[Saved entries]

↓

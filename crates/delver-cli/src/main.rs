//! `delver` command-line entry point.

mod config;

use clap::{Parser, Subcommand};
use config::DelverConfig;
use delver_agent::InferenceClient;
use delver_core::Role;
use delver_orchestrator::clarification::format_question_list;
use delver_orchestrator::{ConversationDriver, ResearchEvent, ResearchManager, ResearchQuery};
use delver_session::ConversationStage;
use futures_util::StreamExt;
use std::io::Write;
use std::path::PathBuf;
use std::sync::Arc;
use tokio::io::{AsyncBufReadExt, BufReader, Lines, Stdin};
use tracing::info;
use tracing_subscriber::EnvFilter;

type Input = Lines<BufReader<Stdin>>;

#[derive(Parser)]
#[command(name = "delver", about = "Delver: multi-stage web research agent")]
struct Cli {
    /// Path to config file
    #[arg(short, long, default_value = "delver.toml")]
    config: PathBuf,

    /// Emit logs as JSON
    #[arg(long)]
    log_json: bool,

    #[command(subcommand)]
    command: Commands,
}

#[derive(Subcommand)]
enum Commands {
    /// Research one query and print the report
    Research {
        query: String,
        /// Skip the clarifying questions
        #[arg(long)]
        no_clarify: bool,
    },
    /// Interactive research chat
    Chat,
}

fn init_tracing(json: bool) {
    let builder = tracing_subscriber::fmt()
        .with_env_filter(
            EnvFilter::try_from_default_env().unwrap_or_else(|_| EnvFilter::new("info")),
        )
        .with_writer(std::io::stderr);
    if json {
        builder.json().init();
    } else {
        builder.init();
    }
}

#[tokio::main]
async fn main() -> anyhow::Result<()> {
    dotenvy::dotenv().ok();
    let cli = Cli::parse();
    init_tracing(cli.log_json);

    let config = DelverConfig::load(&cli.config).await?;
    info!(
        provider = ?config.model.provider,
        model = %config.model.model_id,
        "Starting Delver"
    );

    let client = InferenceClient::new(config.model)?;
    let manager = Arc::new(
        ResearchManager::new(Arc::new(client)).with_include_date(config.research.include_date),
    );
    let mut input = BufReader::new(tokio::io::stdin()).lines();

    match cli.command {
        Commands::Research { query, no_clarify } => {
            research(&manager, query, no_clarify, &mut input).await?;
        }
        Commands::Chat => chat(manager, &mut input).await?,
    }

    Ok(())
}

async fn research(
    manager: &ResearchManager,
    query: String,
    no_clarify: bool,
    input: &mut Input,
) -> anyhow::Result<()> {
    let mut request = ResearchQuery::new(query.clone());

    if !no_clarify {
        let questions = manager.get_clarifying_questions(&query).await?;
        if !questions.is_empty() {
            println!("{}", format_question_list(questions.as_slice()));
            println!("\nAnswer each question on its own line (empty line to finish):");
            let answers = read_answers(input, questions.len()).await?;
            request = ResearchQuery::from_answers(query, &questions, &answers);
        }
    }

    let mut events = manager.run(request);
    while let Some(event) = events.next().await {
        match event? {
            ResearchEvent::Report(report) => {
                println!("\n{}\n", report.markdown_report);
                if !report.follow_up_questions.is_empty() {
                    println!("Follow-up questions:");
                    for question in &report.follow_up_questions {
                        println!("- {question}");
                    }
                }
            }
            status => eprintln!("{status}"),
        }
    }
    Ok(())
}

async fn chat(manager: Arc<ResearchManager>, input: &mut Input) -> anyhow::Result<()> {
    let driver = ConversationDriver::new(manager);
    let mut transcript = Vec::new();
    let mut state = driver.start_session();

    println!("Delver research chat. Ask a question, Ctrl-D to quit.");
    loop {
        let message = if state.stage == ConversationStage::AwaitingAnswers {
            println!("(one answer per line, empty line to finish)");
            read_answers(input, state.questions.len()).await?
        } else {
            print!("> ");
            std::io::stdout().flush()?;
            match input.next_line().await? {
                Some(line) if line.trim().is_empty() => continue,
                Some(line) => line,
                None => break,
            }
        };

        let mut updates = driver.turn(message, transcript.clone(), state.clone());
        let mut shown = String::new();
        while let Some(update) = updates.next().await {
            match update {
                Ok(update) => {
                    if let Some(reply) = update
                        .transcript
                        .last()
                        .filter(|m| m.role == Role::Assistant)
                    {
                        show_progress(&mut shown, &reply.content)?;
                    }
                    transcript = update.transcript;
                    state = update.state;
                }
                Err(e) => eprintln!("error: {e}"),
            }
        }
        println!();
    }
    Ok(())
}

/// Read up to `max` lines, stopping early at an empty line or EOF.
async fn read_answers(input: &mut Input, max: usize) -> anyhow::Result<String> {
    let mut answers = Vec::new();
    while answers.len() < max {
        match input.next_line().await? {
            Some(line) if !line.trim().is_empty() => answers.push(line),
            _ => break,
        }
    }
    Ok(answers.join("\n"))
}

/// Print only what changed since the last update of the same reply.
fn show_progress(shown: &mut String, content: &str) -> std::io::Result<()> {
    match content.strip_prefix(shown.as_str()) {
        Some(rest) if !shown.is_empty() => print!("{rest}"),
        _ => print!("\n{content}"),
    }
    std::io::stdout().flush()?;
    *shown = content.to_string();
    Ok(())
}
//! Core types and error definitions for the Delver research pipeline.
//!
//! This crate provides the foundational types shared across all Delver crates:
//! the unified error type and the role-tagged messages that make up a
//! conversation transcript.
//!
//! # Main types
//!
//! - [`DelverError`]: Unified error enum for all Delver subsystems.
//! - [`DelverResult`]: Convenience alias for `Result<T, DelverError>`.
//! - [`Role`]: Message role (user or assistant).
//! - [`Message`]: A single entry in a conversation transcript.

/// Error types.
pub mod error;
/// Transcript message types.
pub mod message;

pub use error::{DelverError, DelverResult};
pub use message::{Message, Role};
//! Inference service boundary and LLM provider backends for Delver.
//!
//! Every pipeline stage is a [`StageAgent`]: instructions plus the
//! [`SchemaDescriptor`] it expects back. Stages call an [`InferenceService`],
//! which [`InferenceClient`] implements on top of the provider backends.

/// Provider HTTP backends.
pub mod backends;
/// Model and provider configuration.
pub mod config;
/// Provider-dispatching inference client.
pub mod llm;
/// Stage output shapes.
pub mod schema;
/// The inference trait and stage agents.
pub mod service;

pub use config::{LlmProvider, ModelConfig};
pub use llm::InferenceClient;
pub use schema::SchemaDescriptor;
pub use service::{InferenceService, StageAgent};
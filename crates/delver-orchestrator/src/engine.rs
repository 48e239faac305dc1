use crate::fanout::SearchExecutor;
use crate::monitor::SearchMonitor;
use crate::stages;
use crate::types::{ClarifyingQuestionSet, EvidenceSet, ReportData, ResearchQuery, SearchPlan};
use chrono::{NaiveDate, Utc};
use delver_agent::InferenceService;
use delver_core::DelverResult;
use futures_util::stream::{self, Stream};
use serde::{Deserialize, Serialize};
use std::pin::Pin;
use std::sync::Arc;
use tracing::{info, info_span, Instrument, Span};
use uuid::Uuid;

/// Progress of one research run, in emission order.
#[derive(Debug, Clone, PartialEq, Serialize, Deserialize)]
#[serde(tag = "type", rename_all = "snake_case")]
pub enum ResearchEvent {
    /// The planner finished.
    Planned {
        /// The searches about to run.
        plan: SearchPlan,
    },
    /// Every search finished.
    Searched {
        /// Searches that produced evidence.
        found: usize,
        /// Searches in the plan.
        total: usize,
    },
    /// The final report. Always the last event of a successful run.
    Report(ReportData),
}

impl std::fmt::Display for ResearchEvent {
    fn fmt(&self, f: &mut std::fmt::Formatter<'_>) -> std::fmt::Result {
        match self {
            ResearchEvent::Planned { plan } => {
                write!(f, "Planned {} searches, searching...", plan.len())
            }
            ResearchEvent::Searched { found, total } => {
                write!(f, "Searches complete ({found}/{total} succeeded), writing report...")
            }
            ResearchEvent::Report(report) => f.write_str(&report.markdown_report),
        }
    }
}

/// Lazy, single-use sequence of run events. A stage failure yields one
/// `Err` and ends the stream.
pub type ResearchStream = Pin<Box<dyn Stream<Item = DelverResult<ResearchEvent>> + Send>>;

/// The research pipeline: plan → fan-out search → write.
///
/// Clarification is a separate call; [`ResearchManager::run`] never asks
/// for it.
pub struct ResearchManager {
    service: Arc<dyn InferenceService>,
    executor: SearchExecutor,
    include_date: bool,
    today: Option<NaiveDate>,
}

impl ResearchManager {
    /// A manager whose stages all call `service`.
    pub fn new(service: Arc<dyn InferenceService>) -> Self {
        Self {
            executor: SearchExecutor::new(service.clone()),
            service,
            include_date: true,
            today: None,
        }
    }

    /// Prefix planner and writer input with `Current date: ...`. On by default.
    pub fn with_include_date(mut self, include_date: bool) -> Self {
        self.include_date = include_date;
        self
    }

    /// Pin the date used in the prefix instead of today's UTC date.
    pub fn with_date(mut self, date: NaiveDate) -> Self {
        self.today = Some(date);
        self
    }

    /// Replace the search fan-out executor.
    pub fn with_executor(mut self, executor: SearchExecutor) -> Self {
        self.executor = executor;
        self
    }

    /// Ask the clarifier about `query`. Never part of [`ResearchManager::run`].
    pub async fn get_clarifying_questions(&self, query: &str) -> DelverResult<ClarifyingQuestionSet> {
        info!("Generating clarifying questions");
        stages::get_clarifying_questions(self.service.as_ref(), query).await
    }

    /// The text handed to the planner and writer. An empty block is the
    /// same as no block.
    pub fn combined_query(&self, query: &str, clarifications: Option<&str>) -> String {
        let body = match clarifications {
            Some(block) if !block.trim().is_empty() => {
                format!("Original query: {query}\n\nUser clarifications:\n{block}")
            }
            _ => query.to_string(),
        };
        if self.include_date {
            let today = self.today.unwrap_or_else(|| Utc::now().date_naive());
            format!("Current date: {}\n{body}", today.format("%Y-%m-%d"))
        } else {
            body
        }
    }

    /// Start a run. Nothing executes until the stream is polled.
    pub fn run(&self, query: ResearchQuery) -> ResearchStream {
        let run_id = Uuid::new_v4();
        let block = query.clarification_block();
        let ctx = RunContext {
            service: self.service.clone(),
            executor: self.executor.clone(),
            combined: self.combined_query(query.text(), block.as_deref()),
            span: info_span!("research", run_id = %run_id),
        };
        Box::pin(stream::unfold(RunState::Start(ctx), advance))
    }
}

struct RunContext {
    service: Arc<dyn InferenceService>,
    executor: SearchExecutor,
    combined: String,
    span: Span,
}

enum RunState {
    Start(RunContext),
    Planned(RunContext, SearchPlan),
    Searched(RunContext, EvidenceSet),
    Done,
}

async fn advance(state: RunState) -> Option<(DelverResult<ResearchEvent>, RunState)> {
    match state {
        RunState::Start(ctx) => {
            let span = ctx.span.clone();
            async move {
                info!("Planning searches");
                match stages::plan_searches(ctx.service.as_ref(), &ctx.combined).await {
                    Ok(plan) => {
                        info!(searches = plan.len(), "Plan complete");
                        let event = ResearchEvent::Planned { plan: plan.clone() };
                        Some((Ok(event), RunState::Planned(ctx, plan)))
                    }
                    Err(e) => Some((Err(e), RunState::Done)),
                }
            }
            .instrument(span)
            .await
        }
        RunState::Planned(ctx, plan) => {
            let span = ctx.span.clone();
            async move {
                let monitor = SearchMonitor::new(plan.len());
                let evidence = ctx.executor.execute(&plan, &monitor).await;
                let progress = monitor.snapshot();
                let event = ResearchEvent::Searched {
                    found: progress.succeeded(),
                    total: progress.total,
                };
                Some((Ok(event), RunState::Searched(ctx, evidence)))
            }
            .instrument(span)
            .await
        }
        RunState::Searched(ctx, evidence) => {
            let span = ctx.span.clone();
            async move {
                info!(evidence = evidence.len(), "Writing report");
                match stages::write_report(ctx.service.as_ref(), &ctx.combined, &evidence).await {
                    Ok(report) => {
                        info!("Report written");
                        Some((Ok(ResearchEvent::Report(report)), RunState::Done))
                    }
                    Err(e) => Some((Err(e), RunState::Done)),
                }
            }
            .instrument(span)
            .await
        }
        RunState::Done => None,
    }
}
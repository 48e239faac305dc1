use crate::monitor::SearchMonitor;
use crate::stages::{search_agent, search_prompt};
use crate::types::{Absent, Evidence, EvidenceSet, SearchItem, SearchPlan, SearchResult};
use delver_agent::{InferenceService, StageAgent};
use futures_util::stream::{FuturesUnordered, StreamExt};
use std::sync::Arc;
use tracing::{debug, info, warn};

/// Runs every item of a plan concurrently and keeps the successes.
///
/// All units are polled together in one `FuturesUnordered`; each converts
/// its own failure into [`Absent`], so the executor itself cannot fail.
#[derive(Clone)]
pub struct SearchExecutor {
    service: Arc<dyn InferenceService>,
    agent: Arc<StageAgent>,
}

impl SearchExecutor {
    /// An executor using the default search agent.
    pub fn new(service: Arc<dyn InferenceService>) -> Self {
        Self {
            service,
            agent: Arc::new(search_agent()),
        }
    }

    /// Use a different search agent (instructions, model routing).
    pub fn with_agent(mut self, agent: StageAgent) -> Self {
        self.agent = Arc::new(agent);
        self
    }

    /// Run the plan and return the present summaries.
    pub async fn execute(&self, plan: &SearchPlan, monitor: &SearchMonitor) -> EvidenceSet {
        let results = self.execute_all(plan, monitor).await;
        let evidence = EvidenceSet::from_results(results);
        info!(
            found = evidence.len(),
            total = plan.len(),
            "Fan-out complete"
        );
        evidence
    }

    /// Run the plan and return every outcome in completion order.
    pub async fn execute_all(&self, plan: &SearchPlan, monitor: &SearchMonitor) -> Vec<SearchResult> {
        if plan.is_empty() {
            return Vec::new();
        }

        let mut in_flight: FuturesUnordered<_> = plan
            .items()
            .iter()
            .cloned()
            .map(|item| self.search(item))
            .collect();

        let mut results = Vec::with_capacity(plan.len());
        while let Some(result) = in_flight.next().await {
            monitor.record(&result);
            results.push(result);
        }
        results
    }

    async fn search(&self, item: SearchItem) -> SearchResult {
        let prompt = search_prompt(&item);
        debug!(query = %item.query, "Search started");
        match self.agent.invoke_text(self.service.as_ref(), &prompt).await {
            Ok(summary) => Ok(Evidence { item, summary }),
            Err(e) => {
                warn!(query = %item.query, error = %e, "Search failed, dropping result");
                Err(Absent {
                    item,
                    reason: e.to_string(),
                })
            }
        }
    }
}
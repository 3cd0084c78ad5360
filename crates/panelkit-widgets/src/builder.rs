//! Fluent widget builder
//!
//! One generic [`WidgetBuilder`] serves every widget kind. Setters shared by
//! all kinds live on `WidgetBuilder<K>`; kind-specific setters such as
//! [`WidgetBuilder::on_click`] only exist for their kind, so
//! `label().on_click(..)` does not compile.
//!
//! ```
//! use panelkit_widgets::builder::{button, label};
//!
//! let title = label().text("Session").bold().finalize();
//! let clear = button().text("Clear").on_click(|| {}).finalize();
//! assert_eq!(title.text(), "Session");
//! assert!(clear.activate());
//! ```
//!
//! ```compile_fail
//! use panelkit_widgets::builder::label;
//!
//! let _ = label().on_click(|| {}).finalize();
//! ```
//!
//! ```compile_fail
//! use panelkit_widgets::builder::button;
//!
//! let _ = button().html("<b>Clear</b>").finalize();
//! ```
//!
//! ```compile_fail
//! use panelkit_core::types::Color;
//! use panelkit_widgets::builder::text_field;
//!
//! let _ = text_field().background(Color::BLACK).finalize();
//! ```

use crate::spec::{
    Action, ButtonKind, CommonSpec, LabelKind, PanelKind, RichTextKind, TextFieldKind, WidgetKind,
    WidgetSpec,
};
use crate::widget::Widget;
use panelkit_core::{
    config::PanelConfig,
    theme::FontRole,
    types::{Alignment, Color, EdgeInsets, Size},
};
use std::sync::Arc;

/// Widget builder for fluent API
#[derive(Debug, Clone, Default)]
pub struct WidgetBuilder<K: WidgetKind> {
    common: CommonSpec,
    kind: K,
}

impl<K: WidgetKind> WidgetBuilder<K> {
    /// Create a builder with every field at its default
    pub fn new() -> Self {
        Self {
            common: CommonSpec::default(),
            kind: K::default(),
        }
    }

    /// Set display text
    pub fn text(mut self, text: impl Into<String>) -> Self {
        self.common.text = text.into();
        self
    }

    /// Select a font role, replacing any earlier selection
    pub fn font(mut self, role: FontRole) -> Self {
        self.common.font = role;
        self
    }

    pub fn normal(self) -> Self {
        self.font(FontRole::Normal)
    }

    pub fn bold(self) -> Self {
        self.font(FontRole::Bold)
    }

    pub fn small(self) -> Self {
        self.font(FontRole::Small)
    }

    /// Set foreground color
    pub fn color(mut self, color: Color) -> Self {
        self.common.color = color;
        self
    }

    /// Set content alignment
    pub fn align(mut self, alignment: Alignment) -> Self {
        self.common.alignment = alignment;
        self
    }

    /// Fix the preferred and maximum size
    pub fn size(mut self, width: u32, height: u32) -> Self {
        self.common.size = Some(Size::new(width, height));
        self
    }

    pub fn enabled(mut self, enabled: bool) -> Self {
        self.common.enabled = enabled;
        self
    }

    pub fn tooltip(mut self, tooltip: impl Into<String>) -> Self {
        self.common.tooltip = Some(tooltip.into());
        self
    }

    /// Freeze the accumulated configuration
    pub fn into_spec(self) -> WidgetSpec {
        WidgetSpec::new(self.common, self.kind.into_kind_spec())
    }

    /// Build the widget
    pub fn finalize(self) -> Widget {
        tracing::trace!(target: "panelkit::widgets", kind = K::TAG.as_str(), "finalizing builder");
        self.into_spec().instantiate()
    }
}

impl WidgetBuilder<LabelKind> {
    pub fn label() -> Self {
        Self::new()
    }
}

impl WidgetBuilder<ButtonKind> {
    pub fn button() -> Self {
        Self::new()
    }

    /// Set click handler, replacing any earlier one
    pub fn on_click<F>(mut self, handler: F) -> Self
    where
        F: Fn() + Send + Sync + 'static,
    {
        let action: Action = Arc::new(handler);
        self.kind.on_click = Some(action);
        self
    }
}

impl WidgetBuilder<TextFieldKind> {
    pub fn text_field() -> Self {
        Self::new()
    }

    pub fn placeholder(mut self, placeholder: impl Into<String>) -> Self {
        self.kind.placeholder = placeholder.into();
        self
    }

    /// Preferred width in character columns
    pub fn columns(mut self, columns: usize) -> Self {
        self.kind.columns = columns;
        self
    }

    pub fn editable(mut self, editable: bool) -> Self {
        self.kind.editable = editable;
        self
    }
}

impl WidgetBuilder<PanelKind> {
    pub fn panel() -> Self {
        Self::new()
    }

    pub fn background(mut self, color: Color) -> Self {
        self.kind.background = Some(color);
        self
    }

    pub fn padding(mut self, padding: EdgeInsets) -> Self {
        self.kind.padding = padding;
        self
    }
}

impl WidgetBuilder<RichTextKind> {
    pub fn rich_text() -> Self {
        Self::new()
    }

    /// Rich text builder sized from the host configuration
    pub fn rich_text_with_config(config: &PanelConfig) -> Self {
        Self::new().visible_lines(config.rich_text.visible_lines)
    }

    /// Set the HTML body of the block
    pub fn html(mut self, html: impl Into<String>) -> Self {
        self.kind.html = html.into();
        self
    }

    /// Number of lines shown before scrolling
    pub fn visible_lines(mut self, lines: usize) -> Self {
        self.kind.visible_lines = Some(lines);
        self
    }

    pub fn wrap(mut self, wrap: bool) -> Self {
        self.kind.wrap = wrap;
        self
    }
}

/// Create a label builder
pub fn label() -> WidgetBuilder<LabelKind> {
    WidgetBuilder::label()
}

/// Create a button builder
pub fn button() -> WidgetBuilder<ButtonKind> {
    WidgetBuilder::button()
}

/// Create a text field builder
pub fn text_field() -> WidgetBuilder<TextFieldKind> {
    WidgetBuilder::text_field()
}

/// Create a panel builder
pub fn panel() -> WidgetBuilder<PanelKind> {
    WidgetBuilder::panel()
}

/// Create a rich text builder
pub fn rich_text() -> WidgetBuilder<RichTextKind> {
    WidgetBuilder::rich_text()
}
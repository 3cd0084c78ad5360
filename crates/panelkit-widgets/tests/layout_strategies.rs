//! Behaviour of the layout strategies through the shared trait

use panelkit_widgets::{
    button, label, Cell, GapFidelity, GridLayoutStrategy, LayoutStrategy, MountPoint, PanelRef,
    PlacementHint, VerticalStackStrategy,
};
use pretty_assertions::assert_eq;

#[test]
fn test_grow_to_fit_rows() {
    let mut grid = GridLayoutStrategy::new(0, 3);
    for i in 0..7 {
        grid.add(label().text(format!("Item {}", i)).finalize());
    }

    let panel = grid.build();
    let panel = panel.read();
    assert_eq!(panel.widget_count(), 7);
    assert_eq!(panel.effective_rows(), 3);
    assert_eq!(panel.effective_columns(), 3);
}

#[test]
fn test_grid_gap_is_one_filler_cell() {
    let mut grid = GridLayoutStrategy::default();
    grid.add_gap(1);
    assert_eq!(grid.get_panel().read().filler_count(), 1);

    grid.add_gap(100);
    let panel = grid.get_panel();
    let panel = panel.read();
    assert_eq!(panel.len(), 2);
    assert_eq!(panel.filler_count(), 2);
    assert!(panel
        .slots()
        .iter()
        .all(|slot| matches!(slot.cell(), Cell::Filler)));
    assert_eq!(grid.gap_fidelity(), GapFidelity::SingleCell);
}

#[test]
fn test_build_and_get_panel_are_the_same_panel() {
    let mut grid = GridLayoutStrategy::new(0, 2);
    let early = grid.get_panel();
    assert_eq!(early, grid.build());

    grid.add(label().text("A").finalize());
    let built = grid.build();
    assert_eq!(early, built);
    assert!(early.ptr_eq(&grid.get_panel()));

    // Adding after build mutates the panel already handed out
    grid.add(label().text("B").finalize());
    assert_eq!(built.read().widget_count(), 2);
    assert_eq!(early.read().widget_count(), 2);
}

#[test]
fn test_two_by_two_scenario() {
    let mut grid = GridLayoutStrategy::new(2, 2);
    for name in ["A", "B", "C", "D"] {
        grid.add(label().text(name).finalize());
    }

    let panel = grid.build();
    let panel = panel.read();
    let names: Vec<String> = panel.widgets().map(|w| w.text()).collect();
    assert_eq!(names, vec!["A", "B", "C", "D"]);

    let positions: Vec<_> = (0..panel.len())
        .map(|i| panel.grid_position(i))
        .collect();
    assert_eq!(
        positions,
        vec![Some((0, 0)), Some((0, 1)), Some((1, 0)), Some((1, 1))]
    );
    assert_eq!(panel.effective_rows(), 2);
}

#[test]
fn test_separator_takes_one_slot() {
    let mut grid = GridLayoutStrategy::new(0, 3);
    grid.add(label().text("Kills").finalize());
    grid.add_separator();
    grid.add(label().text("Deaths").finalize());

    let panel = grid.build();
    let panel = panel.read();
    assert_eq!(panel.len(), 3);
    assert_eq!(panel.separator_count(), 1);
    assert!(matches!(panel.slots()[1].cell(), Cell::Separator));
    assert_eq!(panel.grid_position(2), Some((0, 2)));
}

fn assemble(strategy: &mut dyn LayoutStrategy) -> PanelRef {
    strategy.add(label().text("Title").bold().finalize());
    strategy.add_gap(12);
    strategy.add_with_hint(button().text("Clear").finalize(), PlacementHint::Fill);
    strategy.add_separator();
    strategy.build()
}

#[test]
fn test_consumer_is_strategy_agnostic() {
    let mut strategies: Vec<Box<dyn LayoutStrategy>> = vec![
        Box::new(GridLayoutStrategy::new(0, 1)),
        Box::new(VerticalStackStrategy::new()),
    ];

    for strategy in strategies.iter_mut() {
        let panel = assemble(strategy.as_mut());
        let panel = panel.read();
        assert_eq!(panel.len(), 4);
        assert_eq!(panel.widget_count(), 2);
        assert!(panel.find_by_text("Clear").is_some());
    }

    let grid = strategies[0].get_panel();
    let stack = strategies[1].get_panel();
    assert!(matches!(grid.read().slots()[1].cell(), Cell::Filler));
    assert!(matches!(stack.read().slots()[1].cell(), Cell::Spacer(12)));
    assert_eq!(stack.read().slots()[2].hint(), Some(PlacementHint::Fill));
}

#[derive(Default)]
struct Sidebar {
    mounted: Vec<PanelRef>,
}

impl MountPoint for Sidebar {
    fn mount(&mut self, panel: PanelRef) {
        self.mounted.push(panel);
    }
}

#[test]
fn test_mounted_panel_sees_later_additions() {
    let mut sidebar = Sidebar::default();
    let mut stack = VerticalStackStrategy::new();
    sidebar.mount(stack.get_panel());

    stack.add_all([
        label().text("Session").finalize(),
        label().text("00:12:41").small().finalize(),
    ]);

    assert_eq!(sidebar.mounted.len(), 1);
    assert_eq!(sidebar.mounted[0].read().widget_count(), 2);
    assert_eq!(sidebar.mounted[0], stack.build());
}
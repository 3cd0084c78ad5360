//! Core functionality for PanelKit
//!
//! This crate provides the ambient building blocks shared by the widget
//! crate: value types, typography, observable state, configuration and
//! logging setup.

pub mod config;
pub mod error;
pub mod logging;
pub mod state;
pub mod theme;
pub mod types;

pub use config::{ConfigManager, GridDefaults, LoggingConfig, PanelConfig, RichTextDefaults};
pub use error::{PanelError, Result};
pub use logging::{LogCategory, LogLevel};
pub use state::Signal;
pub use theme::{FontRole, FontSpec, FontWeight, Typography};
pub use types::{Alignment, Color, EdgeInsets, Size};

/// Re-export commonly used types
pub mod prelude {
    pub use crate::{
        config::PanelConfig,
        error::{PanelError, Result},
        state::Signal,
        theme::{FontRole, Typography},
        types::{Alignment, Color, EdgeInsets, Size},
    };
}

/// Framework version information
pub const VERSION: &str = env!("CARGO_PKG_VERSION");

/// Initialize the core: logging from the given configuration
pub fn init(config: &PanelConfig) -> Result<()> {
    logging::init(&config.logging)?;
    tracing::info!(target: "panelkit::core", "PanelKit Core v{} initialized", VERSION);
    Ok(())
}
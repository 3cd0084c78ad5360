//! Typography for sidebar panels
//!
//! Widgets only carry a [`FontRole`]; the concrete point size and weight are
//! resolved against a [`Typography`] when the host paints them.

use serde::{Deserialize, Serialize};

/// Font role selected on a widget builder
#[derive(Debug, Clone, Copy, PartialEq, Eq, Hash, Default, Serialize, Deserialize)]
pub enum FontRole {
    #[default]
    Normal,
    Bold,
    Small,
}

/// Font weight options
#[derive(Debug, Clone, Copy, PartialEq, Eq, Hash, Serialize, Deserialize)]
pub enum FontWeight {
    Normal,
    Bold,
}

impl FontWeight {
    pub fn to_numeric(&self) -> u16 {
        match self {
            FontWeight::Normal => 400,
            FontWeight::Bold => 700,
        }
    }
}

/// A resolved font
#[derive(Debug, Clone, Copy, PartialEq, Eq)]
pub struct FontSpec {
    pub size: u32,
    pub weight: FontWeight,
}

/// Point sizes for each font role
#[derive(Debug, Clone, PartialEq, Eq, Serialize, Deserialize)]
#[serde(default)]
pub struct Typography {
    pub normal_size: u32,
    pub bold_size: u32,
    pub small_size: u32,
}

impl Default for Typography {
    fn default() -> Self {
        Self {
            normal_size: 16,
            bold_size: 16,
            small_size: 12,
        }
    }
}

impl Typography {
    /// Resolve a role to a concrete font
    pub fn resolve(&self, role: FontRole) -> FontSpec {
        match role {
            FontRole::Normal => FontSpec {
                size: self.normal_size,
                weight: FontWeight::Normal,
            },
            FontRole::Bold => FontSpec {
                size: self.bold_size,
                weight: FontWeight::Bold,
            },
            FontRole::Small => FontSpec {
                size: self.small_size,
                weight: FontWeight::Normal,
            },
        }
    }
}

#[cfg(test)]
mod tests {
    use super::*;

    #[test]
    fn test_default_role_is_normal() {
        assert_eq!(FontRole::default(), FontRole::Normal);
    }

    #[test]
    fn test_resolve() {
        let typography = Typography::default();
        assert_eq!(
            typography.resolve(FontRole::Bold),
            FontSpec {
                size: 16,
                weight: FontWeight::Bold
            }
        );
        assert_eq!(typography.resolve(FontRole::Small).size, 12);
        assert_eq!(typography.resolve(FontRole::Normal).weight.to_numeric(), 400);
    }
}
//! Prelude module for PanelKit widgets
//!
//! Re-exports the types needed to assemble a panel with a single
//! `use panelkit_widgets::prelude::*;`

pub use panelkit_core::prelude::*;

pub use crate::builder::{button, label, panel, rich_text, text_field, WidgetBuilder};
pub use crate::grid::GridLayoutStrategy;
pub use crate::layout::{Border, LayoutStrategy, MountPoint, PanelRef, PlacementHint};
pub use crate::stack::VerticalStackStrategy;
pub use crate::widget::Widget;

↑

#### WORK TASK
Return each line of the data where the word "padding" appears.

#### RESULT FOR THIS TASK
    pub fn padding(mut self, padding: EdgeInsets) -> Self {
        self.kind.padding = padding;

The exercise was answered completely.